The data should be restated word for word, in full.

════

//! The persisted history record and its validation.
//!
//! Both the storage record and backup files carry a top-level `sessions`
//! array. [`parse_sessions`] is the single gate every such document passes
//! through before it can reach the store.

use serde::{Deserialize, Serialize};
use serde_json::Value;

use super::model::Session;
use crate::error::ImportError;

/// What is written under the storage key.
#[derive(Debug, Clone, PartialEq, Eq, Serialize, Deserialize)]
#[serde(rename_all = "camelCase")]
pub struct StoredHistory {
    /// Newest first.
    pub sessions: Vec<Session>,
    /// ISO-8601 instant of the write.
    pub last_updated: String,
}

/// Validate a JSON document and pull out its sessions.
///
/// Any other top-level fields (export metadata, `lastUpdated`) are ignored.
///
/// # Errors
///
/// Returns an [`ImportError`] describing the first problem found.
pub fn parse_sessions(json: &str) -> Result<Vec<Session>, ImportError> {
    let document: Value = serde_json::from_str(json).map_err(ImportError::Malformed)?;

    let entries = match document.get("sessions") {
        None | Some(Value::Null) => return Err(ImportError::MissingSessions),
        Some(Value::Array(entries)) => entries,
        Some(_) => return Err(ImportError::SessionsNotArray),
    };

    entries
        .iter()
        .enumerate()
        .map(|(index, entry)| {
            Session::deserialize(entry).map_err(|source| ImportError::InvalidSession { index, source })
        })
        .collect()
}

════

* _Exercise result_:
//! The persisted history record and its validation.
//!
//! Both the storage record and backup files carry a top-level `sessions`
//! array. [`parse_sessions`] is the single gate every such document passes
//! through before it can reach the store.

use serde::{Deserialize, Serialize};
use serde_json::Value;

use super::model::Session;
use crate::error::ImportError;

/// What is written under the storage key.
#[derive(Debug, Clone, PartialEq, Eq, Serialize, Deserialize)]
#[serde(rename_all = "camelCase")]
pub struct StoredHistory {
    /// Newest first.
    pub sessions: Vec<Session>,
    /// ISO-8601 instant of the write.
    pub last_updated: String,
}

/// Validate a JSON document and pull out its sessions.
///
/// Any other top-level fields (export metadata, `lastUpdated`) are ignored.
///
/// # Errors
///
/// Returns an [`ImportError`] describing the first problem found.
pub fn parse_sessions(json: &str) -> Result<Vec<Session>, ImportError> {
    let document: Value = serde_json::from_str(json).map_err(ImportError::Malformed)?;

    let entries = match document.get("sessions") {
        None | Some(Value::Null) => return Err(ImportError::MissingSessions),
        Some(Value::Array(entries)) => entries,
        Some(_) => return Err(ImportError::SessionsNotArray),
    };

    entries
        .iter()
        .enumerate()
        .map(|(index, entry)| {
            Session::deserialize(entry).map_err(|source| ImportError::InvalidSession { index, source })
        })
        .collect()
}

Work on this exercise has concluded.